§ **EXERCISE INSTRUCTIONS**: In the entries that follow, the line with "filename tests/wcf-message-integration-tests/src/tests/mod.rs" opens the range and the line with "fn from(value: u32)" closes it; repeat that range exactly, both lines included.

== DATASET RECORDS

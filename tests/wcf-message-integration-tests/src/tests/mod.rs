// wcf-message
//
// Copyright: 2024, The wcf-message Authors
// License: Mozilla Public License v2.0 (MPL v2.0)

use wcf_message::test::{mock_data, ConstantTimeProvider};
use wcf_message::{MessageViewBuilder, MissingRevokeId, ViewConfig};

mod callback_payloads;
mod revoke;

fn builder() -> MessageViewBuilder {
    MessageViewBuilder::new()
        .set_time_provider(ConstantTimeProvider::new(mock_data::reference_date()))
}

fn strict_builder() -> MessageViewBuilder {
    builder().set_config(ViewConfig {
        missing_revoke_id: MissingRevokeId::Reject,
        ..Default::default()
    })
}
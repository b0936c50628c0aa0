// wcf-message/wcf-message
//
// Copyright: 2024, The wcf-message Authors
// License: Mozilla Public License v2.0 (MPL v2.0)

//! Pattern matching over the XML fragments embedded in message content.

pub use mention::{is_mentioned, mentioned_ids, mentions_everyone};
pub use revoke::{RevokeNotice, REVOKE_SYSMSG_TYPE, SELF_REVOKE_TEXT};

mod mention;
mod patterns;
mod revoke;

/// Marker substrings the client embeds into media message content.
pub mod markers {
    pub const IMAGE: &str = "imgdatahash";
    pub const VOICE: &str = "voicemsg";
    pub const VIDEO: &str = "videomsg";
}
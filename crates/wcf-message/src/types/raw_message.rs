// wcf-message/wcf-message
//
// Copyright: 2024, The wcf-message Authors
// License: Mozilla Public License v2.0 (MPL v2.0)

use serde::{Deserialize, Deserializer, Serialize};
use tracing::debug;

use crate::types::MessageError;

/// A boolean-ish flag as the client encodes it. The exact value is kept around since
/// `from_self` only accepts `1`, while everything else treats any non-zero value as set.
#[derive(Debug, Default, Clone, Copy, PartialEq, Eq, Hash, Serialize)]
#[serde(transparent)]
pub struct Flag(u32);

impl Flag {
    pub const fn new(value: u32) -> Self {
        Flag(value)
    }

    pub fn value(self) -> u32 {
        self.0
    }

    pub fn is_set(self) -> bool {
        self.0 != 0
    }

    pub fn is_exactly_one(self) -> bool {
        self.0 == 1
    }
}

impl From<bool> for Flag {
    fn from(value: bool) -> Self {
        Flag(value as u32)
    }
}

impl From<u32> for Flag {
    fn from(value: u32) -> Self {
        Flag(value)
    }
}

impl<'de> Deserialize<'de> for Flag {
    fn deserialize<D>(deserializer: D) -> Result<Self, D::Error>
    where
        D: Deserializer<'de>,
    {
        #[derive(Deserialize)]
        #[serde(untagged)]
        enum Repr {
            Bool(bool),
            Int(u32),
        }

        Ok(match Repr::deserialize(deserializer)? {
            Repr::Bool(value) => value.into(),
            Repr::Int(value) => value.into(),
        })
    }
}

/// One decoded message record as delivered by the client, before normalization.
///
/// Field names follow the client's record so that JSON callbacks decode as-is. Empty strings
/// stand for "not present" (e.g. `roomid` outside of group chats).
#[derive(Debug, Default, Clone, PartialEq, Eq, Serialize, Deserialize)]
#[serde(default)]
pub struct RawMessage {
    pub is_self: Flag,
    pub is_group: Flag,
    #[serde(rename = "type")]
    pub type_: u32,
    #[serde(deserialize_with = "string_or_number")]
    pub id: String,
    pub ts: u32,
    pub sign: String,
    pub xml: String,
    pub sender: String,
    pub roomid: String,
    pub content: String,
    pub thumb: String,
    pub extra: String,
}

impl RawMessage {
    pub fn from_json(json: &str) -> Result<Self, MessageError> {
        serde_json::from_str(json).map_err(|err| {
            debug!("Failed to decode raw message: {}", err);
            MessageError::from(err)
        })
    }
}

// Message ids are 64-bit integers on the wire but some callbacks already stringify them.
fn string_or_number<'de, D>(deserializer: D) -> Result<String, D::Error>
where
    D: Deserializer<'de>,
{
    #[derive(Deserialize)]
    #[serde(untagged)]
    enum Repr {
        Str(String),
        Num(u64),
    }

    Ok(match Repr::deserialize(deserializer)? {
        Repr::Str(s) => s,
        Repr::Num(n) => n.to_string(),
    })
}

====
== DATASET RECORDS

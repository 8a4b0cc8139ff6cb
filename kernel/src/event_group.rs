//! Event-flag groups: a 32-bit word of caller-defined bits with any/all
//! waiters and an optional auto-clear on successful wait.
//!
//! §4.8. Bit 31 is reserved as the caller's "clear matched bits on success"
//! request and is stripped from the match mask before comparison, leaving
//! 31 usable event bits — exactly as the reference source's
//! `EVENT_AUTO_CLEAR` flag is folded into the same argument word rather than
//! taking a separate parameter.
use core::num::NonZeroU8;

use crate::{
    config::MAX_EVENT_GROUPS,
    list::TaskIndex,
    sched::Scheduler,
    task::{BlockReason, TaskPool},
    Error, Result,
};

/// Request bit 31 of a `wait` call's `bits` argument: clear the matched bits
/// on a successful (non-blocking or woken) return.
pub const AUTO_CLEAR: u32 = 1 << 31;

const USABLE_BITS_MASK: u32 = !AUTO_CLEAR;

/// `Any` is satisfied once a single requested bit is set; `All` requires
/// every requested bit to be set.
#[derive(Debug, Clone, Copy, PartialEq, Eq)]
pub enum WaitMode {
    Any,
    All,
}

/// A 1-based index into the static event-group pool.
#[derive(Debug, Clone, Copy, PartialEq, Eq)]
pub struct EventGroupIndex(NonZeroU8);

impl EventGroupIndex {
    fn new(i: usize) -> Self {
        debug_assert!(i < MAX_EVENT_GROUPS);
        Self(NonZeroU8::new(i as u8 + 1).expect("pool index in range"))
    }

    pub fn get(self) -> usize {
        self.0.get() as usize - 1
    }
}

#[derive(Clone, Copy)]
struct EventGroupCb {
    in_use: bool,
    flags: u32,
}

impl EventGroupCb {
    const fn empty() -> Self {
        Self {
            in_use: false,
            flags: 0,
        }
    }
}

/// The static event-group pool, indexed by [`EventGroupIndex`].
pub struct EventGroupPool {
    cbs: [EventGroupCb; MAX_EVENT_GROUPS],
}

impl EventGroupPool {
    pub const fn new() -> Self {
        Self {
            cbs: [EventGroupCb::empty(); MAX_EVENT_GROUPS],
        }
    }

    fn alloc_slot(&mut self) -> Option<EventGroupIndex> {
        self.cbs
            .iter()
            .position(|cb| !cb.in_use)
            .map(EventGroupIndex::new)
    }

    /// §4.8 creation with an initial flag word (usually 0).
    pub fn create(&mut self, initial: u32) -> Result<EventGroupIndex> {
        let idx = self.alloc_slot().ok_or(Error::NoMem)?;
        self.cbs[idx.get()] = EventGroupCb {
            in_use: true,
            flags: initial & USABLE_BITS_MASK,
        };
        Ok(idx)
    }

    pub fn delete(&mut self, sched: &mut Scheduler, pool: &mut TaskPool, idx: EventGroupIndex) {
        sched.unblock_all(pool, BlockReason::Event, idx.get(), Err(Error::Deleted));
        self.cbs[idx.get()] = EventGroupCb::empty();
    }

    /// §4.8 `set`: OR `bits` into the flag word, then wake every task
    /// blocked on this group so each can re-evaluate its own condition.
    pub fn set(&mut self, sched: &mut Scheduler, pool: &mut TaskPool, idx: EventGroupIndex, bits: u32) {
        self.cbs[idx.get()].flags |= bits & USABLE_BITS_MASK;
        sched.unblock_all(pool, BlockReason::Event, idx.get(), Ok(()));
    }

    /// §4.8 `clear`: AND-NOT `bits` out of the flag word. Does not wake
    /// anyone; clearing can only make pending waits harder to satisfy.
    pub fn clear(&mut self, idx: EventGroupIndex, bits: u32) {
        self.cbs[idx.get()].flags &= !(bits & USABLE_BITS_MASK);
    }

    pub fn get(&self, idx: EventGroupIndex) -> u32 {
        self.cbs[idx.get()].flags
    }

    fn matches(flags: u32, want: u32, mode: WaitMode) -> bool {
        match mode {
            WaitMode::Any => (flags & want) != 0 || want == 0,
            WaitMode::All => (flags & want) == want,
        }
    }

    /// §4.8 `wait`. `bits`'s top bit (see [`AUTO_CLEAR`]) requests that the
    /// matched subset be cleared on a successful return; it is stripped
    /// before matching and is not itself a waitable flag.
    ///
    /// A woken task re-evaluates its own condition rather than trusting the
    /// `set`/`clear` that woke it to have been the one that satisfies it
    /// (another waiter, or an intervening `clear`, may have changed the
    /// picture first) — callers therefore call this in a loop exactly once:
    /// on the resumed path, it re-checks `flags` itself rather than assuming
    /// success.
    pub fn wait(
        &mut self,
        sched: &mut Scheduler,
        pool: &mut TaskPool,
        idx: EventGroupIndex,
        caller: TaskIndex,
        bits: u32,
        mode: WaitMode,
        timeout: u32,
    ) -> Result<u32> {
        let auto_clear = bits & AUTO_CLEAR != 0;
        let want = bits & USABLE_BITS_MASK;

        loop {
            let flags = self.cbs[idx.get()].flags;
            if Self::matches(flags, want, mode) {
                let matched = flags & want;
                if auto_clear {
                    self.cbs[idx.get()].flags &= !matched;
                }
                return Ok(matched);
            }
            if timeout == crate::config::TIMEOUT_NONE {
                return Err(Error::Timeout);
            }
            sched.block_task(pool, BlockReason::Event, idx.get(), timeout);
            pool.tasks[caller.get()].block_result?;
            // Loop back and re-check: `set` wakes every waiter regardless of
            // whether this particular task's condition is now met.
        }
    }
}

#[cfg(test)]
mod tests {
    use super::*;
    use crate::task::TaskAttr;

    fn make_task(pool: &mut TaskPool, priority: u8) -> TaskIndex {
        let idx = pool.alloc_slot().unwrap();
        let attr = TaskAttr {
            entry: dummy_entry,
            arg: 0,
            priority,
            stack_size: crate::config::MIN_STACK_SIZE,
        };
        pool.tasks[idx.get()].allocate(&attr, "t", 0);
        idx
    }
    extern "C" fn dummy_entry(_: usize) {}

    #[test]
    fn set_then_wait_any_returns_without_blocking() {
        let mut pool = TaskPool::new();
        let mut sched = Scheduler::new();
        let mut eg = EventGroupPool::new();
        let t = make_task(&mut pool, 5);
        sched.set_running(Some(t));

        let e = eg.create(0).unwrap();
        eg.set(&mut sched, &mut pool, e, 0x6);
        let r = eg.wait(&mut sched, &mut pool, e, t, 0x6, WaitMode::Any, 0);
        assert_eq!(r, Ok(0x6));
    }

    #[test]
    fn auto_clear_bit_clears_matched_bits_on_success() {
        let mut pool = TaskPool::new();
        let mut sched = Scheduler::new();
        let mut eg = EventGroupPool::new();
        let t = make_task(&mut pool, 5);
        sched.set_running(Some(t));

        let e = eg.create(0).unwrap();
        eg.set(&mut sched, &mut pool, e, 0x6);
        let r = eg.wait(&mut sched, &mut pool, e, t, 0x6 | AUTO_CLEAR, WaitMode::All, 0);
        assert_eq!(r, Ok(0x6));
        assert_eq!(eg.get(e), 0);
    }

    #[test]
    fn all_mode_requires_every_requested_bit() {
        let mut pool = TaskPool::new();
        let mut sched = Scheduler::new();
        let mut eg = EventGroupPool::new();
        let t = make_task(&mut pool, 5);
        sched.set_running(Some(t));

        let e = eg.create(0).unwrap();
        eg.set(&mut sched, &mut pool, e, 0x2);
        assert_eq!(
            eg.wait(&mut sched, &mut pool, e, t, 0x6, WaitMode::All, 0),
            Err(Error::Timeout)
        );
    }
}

====

§ **ANSWER TO THIS EXERCISE**:
filename tests/wcf-message-integration-tests/src/tests/mod.rs
// wcf-message
//
// Copyright: 2024, The wcf-message Authors
// License: Mozilla Public License v2.0 (MPL v2.0)

use wcf_message::test::{mock_data, ConstantTimeProvider};
use wcf_message::{MessageViewBuilder, MissingRevokeId, ViewConfig};

mod callback_payloads;
mod revoke;

fn builder() -> MessageViewBuilder {
    MessageViewBuilder::new()
        .set_time_provider(ConstantTimeProvider::new(mock_data::reference_date()))
}

fn strict_builder() -> MessageViewBuilder {
    builder().set_config(ViewConfig {
        missing_revoke_id: MissingRevokeId::Reject,
        ..Default::default()
    })
}
repository b0936c50628c0aa0
// wcf-message/wcf-message
//
// Copyright: 2024, The wcf-message Authors
// License: Mozilla Public License v2.0 (MPL v2.0)

//! Pattern matching over the XML fragments embedded in message content.

pub use mention::{is_mentioned, mentioned_ids, mentions_everyone};
pub use revoke::{RevokeNotice, REVOKE_SYSMSG_TYPE, SELF_REVOKE_TEXT};

mod mention;
mod patterns;
mod revoke;

/// Marker substrings the client embeds into media message content.
pub mod markers {
    pub const IMAGE: &str = "imgdatahash";
    pub const VOICE: &str = "voicemsg";
    pub const VIDEO: &str = "videomsg";
}
filename crates/wcf-message/src/types/raw_message.rs
// wcf-message/wcf-message
//
// Copyright: 2024, The wcf-message Authors
// License: Mozilla Public License v2.0 (MPL v2.0)

use serde::{Deserialize, Deserializer, Serialize};
use tracing::debug;

use crate::types::MessageError;

/// A boolean-ish flag as the client encodes it. The exact value is kept around since
/// `from_self` only accepts `1`, while everything else treats any non-zero value as set.
#[derive(Debug, Default, Clone, Copy, PartialEq, Eq, Hash, Serialize)]
#[serde(transparent)]
pub struct Flag(u32);

impl Flag {
    pub const fn new(value: u32) -> Self {
        Flag(value)
    }

    pub fn value(self) -> u32 {
        self.0
    }

    pub fn is_set(self) -> bool {
        self.0 != 0
    }

    pub fn is_exactly_one(self) -> bool {
        self.0 == 1
    }
}

impl From<bool> for Flag {
    fn from(value: bool) -> Self {
        Flag(value as u32)
    }
}

impl From<u32> for Flag {
    fn from(value: u32) -> Self {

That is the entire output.